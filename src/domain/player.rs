//! Player state machine: applies the transition rules to a `Character`.
//!
//! ## Per tick
//!   1. `update_state`:    first satisfied guard picks the next state
//!   2. `update_velocity`: velocity, facing and ladder grid-lock for the state
//!
//! ## State entry (`set_state`)
//! Every entry applies the same bundle: body profile, gravity, animation,
//! and cancellation of any pending jump timer. Entering `Jumping` also
//! applies the upward impulse and schedules the forced fall.

use tracing::debug;

use super::animation::clip_for;
use super::entity::{
    BodyProfile, Character, Facing, InputSnapshot, PlayerState, CLIMB_SPEED, JUMP_DURATION,
    JUMP_VELOCITY, WALK_SPEED,
};
use super::grid::column_center;
use super::rules::{self, GuardContext};
use super::timer::{Scheduler, TimerHandle};

/// What the presentation layer needs to know when the state changes.
#[derive(Clone, Copy, PartialEq, Debug)]
pub struct StateChange {
    pub from: PlayerState,
    pub to: PlayerState,
    pub animation: &'static str,
    pub facing: Facing,
    pub body: BodyProfile,
}

/// Enter `to`, applying its side effects.
pub fn set_state(c: &mut Character, to: PlayerState, scheduler: &mut Scheduler) -> StateChange {
    let from = c.state;
    debug!(from = from.name(), to = to.name(), "player state");

    if let Some(handle) = c.jump_timer.take() {
        scheduler.cancel(handle);
    }

    c.state = to;
    c.body = to.body();
    c.gravity = !to.is_on_ladder();
    c.animation = clip_for(to).name;

    if to == PlayerState::Jumping {
        c.velocity.y = JUMP_VELOCITY;
        c.jump_timer = Some(scheduler.schedule(JUMP_DURATION));
    }

    StateChange { from, to, animation: c.animation, facing: c.facing, body: c.body }
}

/// Evaluate this tick's transition. None = remain in the current state.
pub fn update_state(
    c: &mut Character,
    ctx: &GuardContext,
    scheduler: &mut Scheduler,
) -> Option<StateChange> {
    let to = rules::next_state(c.state, ctx)?;
    Some(set_state(c, to, scheduler))
}

/// A scheduler timer fired. If it is this character's jump timer and the
/// jump is still in progress, the jump becomes a fall.
pub fn on_timer(
    c: &mut Character,
    fired: TimerHandle,
    scheduler: &mut Scheduler,
) -> Option<StateChange> {
    if c.jump_timer != Some(fired) {
        return None;
    }
    c.jump_timer = None;
    if c.state != PlayerState::Jumping {
        return None;
    }
    Some(set_state(c, PlayerState::Falling, scheduler))
}

/// Resolve velocity for the current state from this tick's input.
pub fn update_velocity(c: &mut Character, input: &InputSnapshot) {
    let dir_x = input.axis_x();
    let dir_y = input.axis_y();

    if dir_x < 0.0 {
        c.facing = Facing::Left;
    } else if dir_x > 0.0 {
        c.facing = Facing::Right;
    }

    match c.state {
        PlayerState::Climbing => {
            c.velocity.x = 0.0;
            c.velocity.y = dir_y * CLIMB_SPEED;
            c.position.x = column_center(c.position.x);
        }
        PlayerState::OnLadder => {
            c.velocity.x = 0.0;
            c.velocity.y = 0.0;
            c.position.x = column_center(c.position.x);
        }
        PlayerState::Walking => {
            c.velocity.y = 0.0;
            c.velocity.x = dir_x * WALK_SPEED;
        }
        PlayerState::Falling | PlayerState::Jumping => {
            c.velocity.x = dir_x * WALK_SPEED;
        }
        PlayerState::Standing | PlayerState::Crouching => {
            c.velocity.x = 0.0;
            c.velocity.y = 0.0;
        }
    }
}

◇ ◇ ◇ ◇ ◇

# WHAT YOU SHOULD DO
An exact transcription of all the material above is the expected answer.

# RESPONSE FOR THIS EXERCISE
filename src/domain/player.rs
//! Player state machine: applies the transition rules to a `Character`.
//!
//! ## Per tick
//!   1. `update_state`:    first satisfied guard picks the next state
//!   2. `update_velocity`: velocity, facing and ladder grid-lock for the state
//!
//! ## State entry (`set_state`)
//! Every entry applies the same bundle: body profile, gravity, animation,
//! and cancellation of any pending jump timer. Entering `Jumping` also
//! applies the upward impulse and schedules the forced fall.

use tracing::debug;

use super::animation::clip_for;
use super::entity::{
    BodyProfile, Character, Facing, InputSnapshot, PlayerState, CLIMB_SPEED, JUMP_DURATION,
    JUMP_VELOCITY, WALK_SPEED,
};
use super::grid::column_center;
use super::rules::{self, GuardContext};
use super::timer::{Scheduler, TimerHandle};

/// What the presentation layer needs to know when the state changes.
#[derive(Clone, Copy, PartialEq, Debug)]
pub struct StateChange {
    pub from: PlayerState,
    pub to: PlayerState,
    pub animation: &'static str,
    pub facing: Facing,
    pub body: BodyProfile,
}

/// Enter `to`, applying its side effects.
pub fn set_state(c: &mut Character, to: PlayerState, scheduler: &mut Scheduler) -> StateChange {
    let from = c.state;
    debug!(from = from.name(), to = to.name(), "player state");

    if let Some(handle) = c.jump_timer.take() {
        scheduler.cancel(handle);
    }

    c.state = to;
    c.body = to.body();
    c.gravity = !to.is_on_ladder();
    c.animation = clip_for(to).name;

    if to == PlayerState::Jumping {
        c.velocity.y = JUMP_VELOCITY;
        c.jump_timer = Some(scheduler.schedule(JUMP_DURATION));
    }

    StateChange { from, to, animation: c.animation, facing: c.facing, body: c.body }
}

/// Evaluate this tick's transition. None = remain in the current state.
pub fn update_state(
    c: &mut Character,
    ctx: &GuardContext,
    scheduler: &mut Scheduler,
) -> Option<StateChange> {
    let to = rules::next_state(c.state, ctx)?;
    Some(set_state(c, to, scheduler))
}

/// A scheduler timer fired. If it is this character's jump timer and the
/// jump is still in progress, the jump becomes a fall.
pub fn on_timer(
    c: &mut Character,
    fired: TimerHandle,
    scheduler: &mut Scheduler,
) -> Option<StateChange> {
    if c.jump_timer != Some(fired) {
        return None;
    }
    c.jump_timer = None;
    if c.state != PlayerState::Jumping {
        return None;
    }
    Some(set_state(c, PlayerState::Falling, scheduler))
}

/// Resolve velocity for the current state from this tick's input.
pub fn update_velocity(c: &mut Character, input: &InputSnapshot) {
    let dir_x = input.axis_x();
    let dir_y = input.axis_y();

    if dir_x < 0.0 {
        c.facing = Facing::Left;
    } else if dir_x > 0.0 {
        c.facing = Facing::Right;
    }

    match c.state {
        PlayerState::Climbing => {
            c.velocity.x = 0.0;
            c.velocity.y = dir_y * CLIMB_SPEED;
            c.position.x = column_center(c.position.x);
        }
        PlayerState::OnLadder => {
            c.velocity.x = 0.0;
            c.velocity.y = 0.0;
            c.position.x = column_center(c.position.x);
        }
        PlayerState::Walking => {
            c.velocity.y = 0.0;
            c.velocity.x = dir_x * WALK_SPEED;
        }
        PlayerState::Falling | PlayerState::Jumping => {
            c.velocity.x = dir_x * WALK_SPEED;
        }
        PlayerState::Standing | PlayerState::Crouching => {
            c.velocity.x = 0.0;
            c.velocity.y = 0.0;
        }
    }
}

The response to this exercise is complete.